Mohon tunggu...
TRI HANDOYO
TRI HANDOYO Mohon Tunggu... Novelis - Novelis

Penulis esai, puisi, cerpen dan novel

Selanjutnya

Tutup

Cerpen

Pertemuan Sunyi

15 Mei 2024   08:34 Diperbarui: 9 Juni 2024   16:37 754
+
Laporkan Konten
Laporkan Akun
Kompasiana adalah platform blog. Konten ini menjadi tanggung jawab bloger dan tidak mewakili pandangan redaksi Kompas.
Lihat foto
Dokumen Tri Handoyo


Oleh: Tri Handoyo

Jaman sekolah dasar dulu, jika guru ada kegiatan rapat, maka pelajaran ditiadakan. Libur. Murid diijinkan pulang lebih awal. Tanpa merasa bersalah, sebagai gantinya ibu guru malah memberi tugas untuk dikerjakan di rumah.

Pengumuman rapat guru seperti itu akan selalu disambut sorak-sorai seluruh isi kelas. "Horeee..!" "Asyiiik..!" "Pulang..!"

Anak-anak buru-buru memasukan segala perlengkapan buku dan alat tulis ke dalam tas, lalu menunggu ibu guru memimpin membaca doa bersama sebelum kelas bubar.
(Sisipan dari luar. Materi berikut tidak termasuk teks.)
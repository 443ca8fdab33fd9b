//! Loan classification
//!
//! Stints are scanned in chronological order. The first stint seen at a
//! club fixes that club's owner period; any later stint that fits inside an
//! already recorded owner period is treated as a loan.

use crate::types::{ClassifiedStint, NormalizedStint};
use tracing::debug;

/// Effective start used when a stint has no start year
pub const OPEN_START: i32 = 0;

/// Effective end used when a stint has no end year
pub const OPEN_END: i32 = 9999;

/// Inclusive year interval a club held the player's registration
#[derive(Debug, Clone, Copy, PartialEq, Eq)]
pub struct OwnerPeriod {
    pub start: i32,
    pub end: i32,
}

impl OwnerPeriod {
    pub fn new(start: i32, end: i32) -> Self {
        Self { start, end }
    }

    /// Whether `[start, end]` lies within this period, bounds inclusive
    pub fn contains(&self, start: i32, end: i32) -> bool {
        start >= self.start && end <= self.end
    }
}

/// Whether a club's own owner period may mark its later stints as loans
#[derive(Debug, Clone, Copy, PartialEq, Eq, Default)]
pub enum SelfContainment {
    /// Compare against every recorded owner period, the club's own included
    #[default]
    Include,
    /// Compare only against other clubs' periods
    Exclude,
}

/// First-occurrence owner periods for one career, in insertion order.
///
/// Scoped to a single classification run. Once a club is recorded its
/// interval never changes.
#[derive(Debug, Clone, Default, PartialEq, Eq)]
pub struct OwnerPeriods {
    periods: Vec<(String, OwnerPeriod)>,
}

impl OwnerPeriods {
    pub fn new() -> Self {
        Self::default()
    }

    pub fn get(&self, club: &str) -> Option<OwnerPeriod> {
        self.periods.iter().find(|(name, _)| name == club).map(|(_, period)| *period)
    }

    pub fn contains_club(&self, club: &str) -> bool {
        self.get(club).is_some()
    }

    /// Record `club`'s owner period unless one already exists.
    ///
    /// Returns `true` if the period was inserted.
    pub fn record(&mut self, club: &str, period: OwnerPeriod) -> bool {
        if self.contains_club(club) {
            return false;
        }
        self.periods.push((club.to_string(), period));
        true
    }

    /// First recorded owner (in insertion order) whose period contains
    /// `[start, end]`
    pub fn find_owner(
        &self,
        club: &str,
        start: i32,
        end: i32,
        policy: SelfContainment,
    ) -> Option<&str> {
        self.periods
            .iter()
            .filter(|(name, _)| policy == SelfContainment::Include || name != club)
            .find(|(_, period)| period.contains(start, end))
            .map(|(name, _)| name.as_str())
    }

    pub fn len(&self) -> usize {
        self.periods.len()
    }

    pub fn is_empty(&self) -> bool {
        self.periods.is_empty()
    }
}

/// Sort stints chronologically; a missing start sorts first.
///
/// The sort is stable, so stints sharing a start year keep source order.
pub fn sort_chronologically(stints: &[NormalizedStint]) -> Vec<NormalizedStint> {
    let mut sorted = stints.to_vec();
    sorted.sort_by_key(|stint| stint.start.or(OPEN_START));
    sorted
}

/// Classify a career using the default policy and a fresh owner map
pub fn classify(stints: &[NormalizedStint]) -> Vec<ClassifiedStint> {
    classify_with(stints, SelfContainment::default(), OwnerPeriods::new()).0
}

/// Classify a career against `owners`, returning the labelled stints and
/// the owner map as it stands after the scan.
pub fn classify_with(
    stints: &[NormalizedStint],
    policy: SelfContainment,
    mut owners: OwnerPeriods,
) -> (Vec<ClassifiedStint>, OwnerPeriods) {
    let mut career = Vec::with_capacity(stints.len());

    for stint in sort_chronologically(stints) {
        let start = stint.start.or(OPEN_START);
        let end = stint.end.or(OPEN_END);

        // Scan before recording so a club's first stint never matches itself
        let loan = match owners.find_owner(&stint.club_name, start, end, policy) {
            Some(owner) => {
                debug!(
                    "{} ({}) falls inside {}'s owner period",
                    stint.club_name, stint.years, owner
                );
                true
            }
            None => false,
        };

        owners.record(&stint.club_name, OwnerPeriod::new(start, end));

        career.push(ClassifiedStint {
            club_name: stint.club_name,
            start: stint.start,
            end: stint.end,
            years: stint.years,
            appearances: stint.appearances,
            goals: stint.goals,
            loan,
        });
    }

    (career, owners)
}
Buat aku pribadi, itu momen yang paling menyenangkan. Bisa jadi mencerminkan sebagai murid yang malas belajar di dalam kelas. Langsung tersusun berbagai rencana dalam pikiran. Akan banyak waktu untuk bermain. Aku memang dikenal sebagai anak yang suka bermain. Suka keluyuran, sampai mendapat gelar sebagai anak yang tidak kerasan tinggal di rumah. Pulang hanya waktunya makan dan tidur.

Masih pagi. Cahaya matahari belum terasa menyengat. Langit tampak cerah, sehingga tak ada satu pun yang mampu menghalangi sinarnya untuk memapari segala aktifitas manusia di bumi.
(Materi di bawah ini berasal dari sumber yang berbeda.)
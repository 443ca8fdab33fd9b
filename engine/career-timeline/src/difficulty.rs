//! Quiz difficulty heuristic
//!
//! Starts from a neutral 50 and applies independent adjustments:
//!
//! | rule                                   | delta |
//! |----------------------------------------|-------|
//! | last club is a big club                | +25   |
//! | first club is a big club               | -10   |
//! | at most 3 distinct clubs               | +20   |
//! | more than 8 distinct clubs             | -20   |
//! | any big club / no big club             | ±15   |
//! | each loan stint (capped at -15 total)  | -5    |
//!
//! The sum is clamped to 0..=100 before it is mapped to a tier.

use std::collections::HashSet;

use crate::types::{ClassifiedStint, Difficulty, DifficultyLevel};

pub const BASELINE_SCORE: i32 = 50;
pub const LAST_CLUB_BIG_BONUS: i32 = 25;
pub const FIRST_CLUB_BIG_PENALTY: i32 = 10;
pub const FEW_CLUBS_MAX: usize = 3;
pub const FEW_CLUBS_BONUS: i32 = 20;
pub const MANY_CLUBS_MIN: usize = 9;
pub const MANY_CLUBS_PENALTY: i32 = 20;
pub const BIG_CLUB_PRESENCE: i32 = 15;
pub const LOAN_PENALTY: i32 = 5;
pub const LOAN_PENALTY_CAP: i32 = 15;

/// Clubs recognisable enough to make a career easier to guess
pub const DEFAULT_BIG_CLUBS: [&str; 22] = [
    "FC Barcelona",
    "Real Madrid",
    "Atlético de Madrid",
    "Manchester United",
    "Manchester City",
    "Liverpool",
    "Chelsea",
    "Arsenal",
    "Tottenham Hotspur",
    "Bayern Munich",
    "Borussia Dortmund",
    "Juventus",
    "AC Milan",
    "Inter Milan",
    "Napoli",
    "Paris Saint-Germain",
    "Olympique Lyonnais",
    "Olympique de Marseille",
    "Ajax",
    "PSV Eindhoven",
    "Porto",
    "Benfica",
];

/// Reference set of big clubs, matched by exact label
#[derive(Debug, Clone, PartialEq, Eq)]
pub struct BigClubs {
    names: HashSet<String>,
}

impl BigClubs {
    pub fn new<I, S>(names: I) -> Self
    where
        I: IntoIterator<Item = S>,
        S: Into<String>,
    {
        Self { names: names.into_iter().map(Into::into).collect() }
    }

    pub fn contains(&self, club: &str) -> bool {
        self.names.contains(club)
    }

    pub fn len(&self) -> usize {
        self.names.len()
    }

    pub fn is_empty(&self) -> bool {
        self.names.is_empty()
    }
}

impl Default for BigClubs {
    fn default() -> Self {
        Self::new(DEFAULT_BIG_CLUBS)
    }
}

/// Clamp a raw score into 0..=100
pub fn clamp_score(raw: i32) -> u8 {
    raw.clamp(0, 100) as u8
}

/// Unclamped score for a classified career
pub fn raw_score(career: &[ClassifiedStint], big_clubs: &BigClubs) -> i32 {
    let clubs: Vec<&str> = career
        .iter()
        .map(|stint| stint.club_name.as_str())
        .filter(|club| !club.is_empty())
        .collect();
    let unique: HashSet<&str> = clubs.iter().copied().collect();

    let mut score = BASELINE_SCORE;

    if clubs.last().is_some_and(|club| big_clubs.contains(club)) {
        score += LAST_CLUB_BIG_BONUS;
    }

    if clubs.first().is_some_and(|club| big_clubs.contains(club)) {
        score -= FIRST_CLUB_BIG_PENALTY;
    }

    if unique.len() <= FEW_CLUBS_MAX {
        score += FEW_CLUBS_BONUS;
    } else if unique.len() >= MANY_CLUBS_MIN {
        score -= MANY_CLUBS_PENALTY;
    }

    if unique.iter().any(|club| big_clubs.contains(club)) {
        score += BIG_CLUB_PRESENCE;
    } else {
        score -= BIG_CLUB_PRESENCE;
    }

    let loans = career.iter().filter(|stint| stint.loan).count() as i32;
    score -= (loans * LOAN_PENALTY).min(LOAN_PENALTY_CAP);

    score
}

/// Score a classified career and map it to a tier
pub fn compute_difficulty(career: &[ClassifiedStint], big_clubs: &BigClubs) -> Difficulty {
    let score = clamp_score(raw_score(career, big_clubs));
    Difficulty { score, level: DifficultyLevel::from_score(score) }
}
Kukayuh sepeda dengan penuh semangat. Butiran keringat dengan cepat membasahi wajah, badan, dan menyerap ke dalam baju. Di pundak kiriku terselempang sebuah tas berisi buku yang terasa semakin berat. Aku tidak peduli. Kaki-kakiku terus mengayuh dan mengayuh menuju rumah.

Sebelum bermain, aku harus ganti baju seragam sekolah merah putih. Pakai kostum untuk main. Sampai di tempat aku baru ingat bahwa tidak ada orang di rumah. Pembantu sedang pulang kampung. Ibuku pergi ke kantor dan saudara-saudaraku tentu masih berada di sekolah.

Untungnya, seluruh anggota keluarga punya kesepakatan di mana harus menaruh kunci tatkala rumah kosong. Di sebuah tempat rahasia, yang ternyata hampir semua orang punya tempat rahasia yang sama. Ya benar sekali, di bawah keset depan pintu.

Setelah membuka pintu, aku langsung menuju ruang makan. Sambil melepas satu per satu kancing baju, kuraih botol air minum dari lemari es. Mataku kemudian menelusuri sesuatu di atas meja yang mungkin bisa mengganjal perut.

Sialnya, di atas meja besar berbentuk oval itu tampak kosong. Belum ada masakan apa pun. Hanya tampak sebuah kaleng kerupuk di ujung. Maka itu yang menjadi sasaran.

Dengan memakai kaos singlet, menunggu keringat kering, aku duduk di kursi menghadap meja makan. Menurut cerita ibu, sejak beliau masih kecil, meja jati warisan nenek itu sudah ada.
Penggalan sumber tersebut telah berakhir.